Millisecond Forums

ST-IAT reliability

https://forums.millisecond.com/Topic10010.aspx

By so-tee - 3/19/2013

Hello everyone,


I am not sure whether this belongs into the Millisecond Community at all and I have checked out the other post about IAT reliabilities but it is not helping me. 


I carried out an ST-IAT with a script from the download area (based on Blümke & Friese, 2008) and now I want to calculate its reliability.


Blümke & Friese calculate Cronbach's alpha for their ST-IAT: "We calculated Cronbach’s a based on a full 34-item scale of trial-wise latency-differences (with missing data being
replaced by participants’ mean latencies, i.e. a
z-score of zero."


Schnabel, Asendorpf and Greenwald (2007) say about the IAT: "There exist various ways for calculating internal consistencies of IAT D measures. Some
compute difference scores for every single trial of the combined blocks and treat them as
separate items to calculate Cronbach’s internal consistency alpha, some employ difference
scores for blocks of 5, 10, 20 or more trials, some calculate split-half reliabilities over blocks
with identical number of trials, and some over blocks with different numbers of trials."


I am a Master's student and am doing this on my own and with no experience in reaction time research. I don't know if I am being really dense, but I really don't understand what exactly it is they are doing.


e.g. "trial-wise latency-differences" - do they mean calculate the latency difference between the 3rd trial of block 1 (motiv + positive) and the 3rd trial of block 2 (motive + negative)? Would I have to make sure it's the same kind of trial (trial order is not identical between blocks)? 

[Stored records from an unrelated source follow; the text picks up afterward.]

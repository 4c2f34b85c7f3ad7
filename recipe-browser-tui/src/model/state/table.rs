//! 表格光标状态

/// 表格当前高亮的行
#[derive(Debug, Default)]
pub struct TableCursor {
    /// 当前选中的索引
    pub selected: usize,
}

impl TableCursor {
    pub fn new() -> Self {
        Self::default()
    }

    /// 选择上一项
    pub fn select_previous(&mut self) {
        if self.selected > 0 {
            self.selected -= 1;
        }
    }

    /// 选择下一项
    pub fn select_next(&mut self, len: usize) {
        if len > 0 && self.selected < len - 1 {
            self.selected += 1;
        }
    }

    /// 选择第一项
    pub fn select_first(&mut self) {
        self.selected = 0;
    }

    /// 选择最后一项
    pub fn select_last(&mut self, len: usize) {
        self.selected = len.saturating_sub(1);
    }
}
//! 表格与分页消息类型

/// 表格相关消息
#[derive(Debug, Clone, PartialEq, Eq)]
pub enum TableMessage {
    /// 选择上一项
    SelectPrevious,

    /// 选择下一项
    SelectNext,

    /// 选择第一项
    SelectFirst,

    /// 选择最后一项
    SelectLast,

    /// 打开光标所在行的详情
    OpenDetail,
}

/// 分页相关消息
#[derive(Debug, Clone, PartialEq, Eq)]
pub enum PageMessage {
    /// 下一页
    Next,

    /// 上一页
    Prev,

    /// 切换每页条数
    CycleLimit,
}
//!
//! src/util/mod.rs
//! Util 层：基础设施和工具函数
//!
//! Util 层提供与业务逻辑无关的基础设施代码，
//! 主要负责终端的初始化和恢复。
//!
//!
//! 有模块结构：
//!     src/util/mod.rs
//!         mod terminal;       // 终端初始化和恢复
//!
//!     · init_terminal      进入 raw 模式与备用屏幕，并安装恢复终端的 panic hook
//!     · restore_terminal   退出备用屏幕，恢复光标；main.rs 中无论主循环成功与否都会调用
//!

mod terminal;

pub use terminal::{init_terminal, restore_terminal, Term};
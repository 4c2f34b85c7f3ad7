//! 详情抽屉更新逻辑

use crate::message::DetailMessage;
use crate::model::App;

/// 处理详情抽屉消息
pub fn update(app: &mut App, msg: DetailMessage) {
    match msg {
        DetailMessage::Close => {
            app.list.deselect();
            app.detail.reset();
        }
        DetailMessage::ToggleTime => {
            if app.is_detail_open() {
                app.detail.toggle_time();
            }
        }
    }
}
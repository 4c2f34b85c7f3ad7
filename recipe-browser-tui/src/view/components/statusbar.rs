//! 底部状态栏组件

use ratatui::{
    layout::Rect,
    style::{Color, Style},
    text::{Line, Span},
    widgets::Paragraph,
    Frame,
};
use recipe_browser_core::ListView;

use crate::i18n::{t, Translations};
use crate::model::App;
use crate::view::theme::Styles;

/// 渲染状态栏
pub fn render(app: &App, frame: &mut Frame, area: Rect) {
    // 根据当前焦点和覆盖层生成快捷键提示
    let hints = get_hints(app, t());

    let mut spans = Vec::new();

    for (i, (key, desc)) in hints.iter().enumerate() {
        if i > 0 {
            spans.push(Span::styled(" │ ", Style::default().fg(Color::DarkGray)));
        }
        spans.push(Span::styled(*key, Styles::hint_key()));
        spans.push(Span::raw(" "));
        spans.push(Span::styled(*desc, Styles::hint_desc()));
    }

    // 如果有状态消息，显示在右侧
    if let Some(ref msg) = app.status_message {
        spans.push(Span::styled(" │ ", Style::default().fg(Color::DarkGray)));
        spans.push(Span::styled(msg.clone(), Style::default().fg(Color::Yellow)));
    }

    let paragraph = Paragraph::new(Line::from(spans)).style(Styles::statusbar());
    frame.render_widget(paragraph, area);
}

/// 根据当前状态生成快捷键提示
fn get_hints(app: &App, texts: &'static Translations) -> Vec<(&'static str, &'static str)> {
    let keys = &texts.hints.keys;
    let actions = &texts.hints.actions;

    if app.modal.is_open() {
        return vec![(keys.esc, texts.common.close)];
    }

    if app.is_detail_open() {
        return vec![
            ("t", actions.toggle_time),
            (keys.esc, texts.common.close),
        ];
    }

    let mut hints = vec![(keys.tab, actions.switch_panel)];

    if app.focus.is_filters() {
        hints.push((keys.arrows_lr, actions.switch_field));
        hints.push(("Ctrl+u", texts.help.actions.clear_field));
        hints.push((keys.enter, actions.done));
    } else {
        match app.list.view() {
            ListView::EmptyFiltered => {
                hints.push(("c", actions.clear_filters));
            }
            ListView::ConnectionError | ListView::EmptyCorpus => {
                hints.push(("r", actions.refresh));
            }
            ListView::Table { .. } => {
                hints.push((keys.arrows_ud, actions.move_up_down));
                hints.push((keys.enter, actions.details));
                if app.list.pagination_enabled() {
                    hints.push((keys.arrows_lr, actions.page));
                    hints.push(("l", actions.per_page));
                }
            }
        }
    }

    // 过滤栏中 ? 会被当作输入
    let help_key = if app.focus.is_filters() { "Alt+h" } else { "?" };
    hints.push((help_key, actions.help));
    hints
}
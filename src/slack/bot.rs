use reqwest::Client;
use tracing::info;

use super::client::{ChatPlatform, SlackClient};
use crate::ai::prompt_builder::{compose_prompt, format_conversation_context};
use crate::ai::{CompletionModel, LlmClient};
use crate::core::config::AppConfig;
use crate::core::models::SlackEvent;
use crate::errors::BotError;
use crate::video::{TranscriptSource, VideoClient};

/// The answer pipeline: Slack on both ends, the model and the video CMS in between.
pub struct SlackBot {
    chat: Box<dyn ChatPlatform>,
    llm: Box<dyn CompletionModel>,
    transcripts: Box<dyn TranscriptSource>,
}

impl SlackBot {
    /// Construct a `SlackBot` from configuration, sharing one HTTP client between
    /// the completion and video APIs.
    ///
    /// # Errors
    ///
    /// Returns an error if the Slack connector or the video API base cannot be built.
    pub fn new(config: &AppConfig) -> Result<Self, BotError> {
        let http = Client::new();
        let chat = SlackClient::new(config.slack_bot_token.clone())?;
        let llm = LlmClient::new(
            http.clone(),
            config.openai_api_key.clone(),
            config.openai_org_id.clone(),
            config.openai_model.clone(),
            config.openai_api_base.clone(),
        );
        let transcripts = VideoClient::new(http, &config.video_api_base)?;

        Ok(Self::from_parts(
            Box::new(chat),
            Box::new(llm),
            Box::new(transcripts),
        ))
    }

    #[must_use]
    pub fn from_parts(
        chat: Box<dyn ChatPlatform>,
        llm: Box<dyn CompletionModel>,
        transcripts: Box<dyn TranscriptSource>,
    ) -> Self {
        Self {
            chat,
            llm,
            transcripts,
        }
    }

    /// Prior messages of `thread` as a prompt prefix.
    ///
    /// `None` for top-level messages and for threads holding only the trigger.
    ///
    /// # Errors
    ///
    /// Returns an error if the thread cannot be read from Slack.
    pub async fn build_conversation_context(
        &self,
        channel_id: &str,
        thread_ts: Option<&str>,
    ) -> Result<Option<String>, BotError> {
        let Some(thread_ts) = thread_ts else {
            return Ok(None);
        };

        let texts = self.chat.thread_messages(channel_id, thread_ts).await?;
        Ok(format_conversation_context(texts.as_slice()))
    }

    /// Composes the prompt for `text` and asks the model.
    ///
    /// # Errors
    ///
    /// Returns the first error from Slack, the video CMS or the model.
    pub async fn process_request(
        &self,
        channel_id: &str,
        thread_ts: Option<&str>,
        text: &str,
    ) -> Result<String, BotError> {
        let (context, transcript) = futures::try_join!(
            self.build_conversation_context(channel_id, thread_ts),
            self.transcripts.fetch_transcript(text),
        )?;

        info!(
            channel = %channel_id,
            has_context = context.is_some(),
            has_transcript = transcript.is_some(),
            "Composed prompt"
        );

        let prompt = compose_prompt(context.as_deref(), transcript.as_deref(), text);
        self.llm.complete(&prompt).await
    }

    /// Produces an answer for `event` and posts it into the event's thread.
    ///
    /// # Errors
    ///
    /// Returns an error if any step of the pipeline fails; nothing is posted then.
    pub async fn answer(&self, event: &SlackEvent) -> Result<(), BotError> {
        let answer = self
            .process_request(&event.channel, event.thread_ts.as_deref(), &event.text)
            .await?;

        self.chat
            .post_reply(&event.channel, event.reply_thread_ts(), &answer)
            .await?;

        info!(
            channel = %event.channel,
            thread_ts = %event.reply_thread_ts(),
            "Answer posted"
        );
        Ok(())
    }
}
//! All AI/LLM functionality

pub mod client;
pub mod prompt_builder;

// Re-export main types for convenience
pub use client::{CompletionModel, LlmClient, estimate_tokens};
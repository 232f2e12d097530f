//! Worker Lambda: runs the answer phase

pub mod handler;

// Re-export the main handler for convenience
pub use handler::{answer_payloads, function_handler as handler};
//! Configuration and payload models shared by both Lambdas

pub mod config;
pub mod models;
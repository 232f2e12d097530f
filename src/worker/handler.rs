use lambda_runtime::{Error, LambdaEvent};
use serde_json::Value;
use tracing::{error, info};

use crate::api::Dispatcher;
use crate::core::models::Phase;
use crate::errors::BotError;

/// Answer-phase payloads inside an invocation.
///
/// A direct asynchronous invoke carries one payload; an SQS batch carries one per
/// record, as a JSON string in `body`. Queue records are answer tasks by
/// construction, so they are tagged even if the marker was lost.
pub fn answer_payloads(event: &Value) -> Result<Vec<Value>, BotError> {
    let Some(records) = event.get("Records") else {
        return Ok(vec![event.clone()]);
    };

    let records = records
        .as_array()
        .ok_or_else(|| BotError::ParseError("Records is not an array".to_string()))?;

    records
        .iter()
        .map(|record| {
            let body = record
                .get("body")
                .and_then(Value::as_str)
                .ok_or_else(|| BotError::ParseError("Failed to extract SQS message body".to_string()))?;
            let payload: Value = serde_json::from_str(body).map_err(|e| {
                BotError::ParseError(format!("Failed to parse SQS message body: {e}"))
            })?;
            Ok(Phase::Answer.mark(&payload))
        })
        .collect()
}

/// Lambda handler for the Worker entrypoint.
///
/// # Errors
///
/// Returns an error only for an envelope that cannot be unpacked.
pub async fn function_handler(
    dispatcher: &Dispatcher,
    event: LambdaEvent<Value>,
) -> Result<(), Error> {
    let payloads = answer_payloads(&event.payload).map_err(|e| {
        error!("Unreadable worker event: {}", e);
        Error::from(e.to_string())
    })?;

    info!(count = payloads.len(), "Worker received answer tasks");

    for payload in payloads {
        let response = dispatcher.handle(payload).await;
        info!(outcome = %response["body"], "Answer task finished");
    }

    Ok(())
}

#[cfg(test)]
mod tests {
    use super::*;
    use serde_json::json;

    #[test]
    fn test_direct_invoke_passes_through() {
        let event = json!({ "eventType": "answer", "body": "{}", "headers": {} });
        let payloads = answer_payloads(&event).unwrap();
        assert_eq!(payloads, vec![event]);
    }

    #[test]
    fn test_sqs_records_are_unwrapped_and_tagged() {
        let first = json!({ "eventType": "answer", "body": "{\"n\":1}" });
        let second = json!({ "body": "{\"n\":2}" });
        let event = json!({
            "Records": [
                { "messageId": "1", "body": first.to_string() },
                { "messageId": "2", "body": second.to_string() }
            ]
        });

        let payloads = answer_payloads(&event).unwrap();
        assert_eq!(payloads.len(), 2);
        assert_eq!(payloads[0], first);
        assert_eq!(payloads[1]["eventType"], "answer");
        assert_eq!(payloads[1]["body"], "{\"n\":2}");
    }

    #[test]
    fn test_malformed_records_rejected() {
        assert!(answer_payloads(&json!({ "Records": {} })).is_err());
        assert!(answer_payloads(&json!({ "Records": [{ "messageId": "1" }] })).is_err());
        assert!(answer_payloads(&json!({ "Records": [{ "body": "not json" }] })).is_err());
    }
}
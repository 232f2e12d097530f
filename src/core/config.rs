use std::env;

use openai_api_rs::v1::common::GPT3_5_TURBO;

pub const DEFAULT_OPENAI_API_BASE: &str = "https://api.openai.com/v1";
pub const DEFAULT_VIDEO_API_BASE: &str = "https://cms.vormats.com/api/v4";
pub const DEFAULT_AWS_REGION: &str = "eu-west-1";
pub const DEFAULT_ANSWER_FUNCTION_NAME: &str = "BotAnswerFunction";

/// Process-wide settings, read once per cold start and passed by reference.
#[derive(Debug, Clone)]
pub struct AppConfig {
    pub slack_signing_secret: String,
    pub slack_bot_token: String,
    pub openai_api_key: String,
    pub openai_org_id: Option<String>,
    pub openai_model: String,
    pub openai_api_base: String,
    pub video_api_base: String,
    pub aws_region: String,
    pub answer_function_name: String,
    /// When set, the answer phase is handed to a worker through SQS instead of a
    /// direct asynchronous Lambda invoke.
    pub answer_queue_url: Option<String>,
}

impl AppConfig {
    pub fn from_env() -> Result<Self, String> {
        Self::from_lookup(|key| env::var(key).ok())
    }

    pub fn from_lookup<F>(lookup: F) -> Result<Self, String>
    where
        F: Fn(&str) -> Option<String>,
    {
        let required = |key: &str| {
            lookup(key).ok_or_else(|| format!("{key}: environment variable not found"))
        };
        let optional = |key: &str| lookup(key).filter(|v| !v.trim().is_empty());

        Ok(Self {
            slack_signing_secret: required("SLACK_SIGNING_SECRET")?,
            slack_bot_token: required("SLACK_BOT_TOKEN")?,
            openai_api_key: required("OPENAI_API_KEY")?,
            openai_org_id: optional("OPENAI_ORG_ID"),
            openai_model: optional("OPENAI_MODEL").unwrap_or_else(|| GPT3_5_TURBO.to_string()),
            openai_api_base: optional("OPENAI_API_BASE")
                .unwrap_or_else(|| DEFAULT_OPENAI_API_BASE.to_string()),
            video_api_base: optional("VIDEO_API_BASE")
                .unwrap_or_else(|| DEFAULT_VIDEO_API_BASE.to_string()),
            aws_region: optional("AWS_REGION").unwrap_or_else(|| DEFAULT_AWS_REGION.to_string()),
            answer_function_name: optional("ANSWER_FUNCTION_NAME")
                .unwrap_or_else(|| DEFAULT_ANSWER_FUNCTION_NAME.to_string()),
            answer_queue_url: optional("ANSWER_QUEUE_URL"),
        })
    }
}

And for split-half: some use odd vs. even numbered trials and correlate the D-scores. Does this mean I calculate a D-score for all even numbered trials and a separate one for all odd numbered trials of one block pair? That would make sense to me, though I would still be a bit worried about whether roughly equal numbers of the same trial kind were included in both.


Can anyone walk me through it?

By Dave - 3/19/2013

If a given article doesn't make clear what exactly the authors did and how, the best idea may be to contact the authors and ask them to fill in the missing details. They might even have analysis scripts available they'd be willing to share.


That's all I can contribute to this topic.


Regards,


~Dave

By so-tee - 3/19/2013

Thanks, Dave. I've done that as well just now.


Different papers are equally unclear about how exactly they did it, so I thought it may be obvious for people who work with (ST-)IATs a lot and I was just missing it. Maybe someone else here has a tip and if not I will hopefully get a reply from the author. (If that is the case, I will be happy to post the result on here in case someone in the future has the same question)


Sophia

By jm2209 - 3/20/2013

Hi Sophia,


I have noticed the same thing in terms of reporting reliability. Perhaps my statistical knowledge isn't up to scratch, but I can't understand the logic in presenting a single value for internal consistency, when we are looking for disparities between the compatible and incompatible tests.


If anyone can shed some light on this it would be greatly appreciated!!!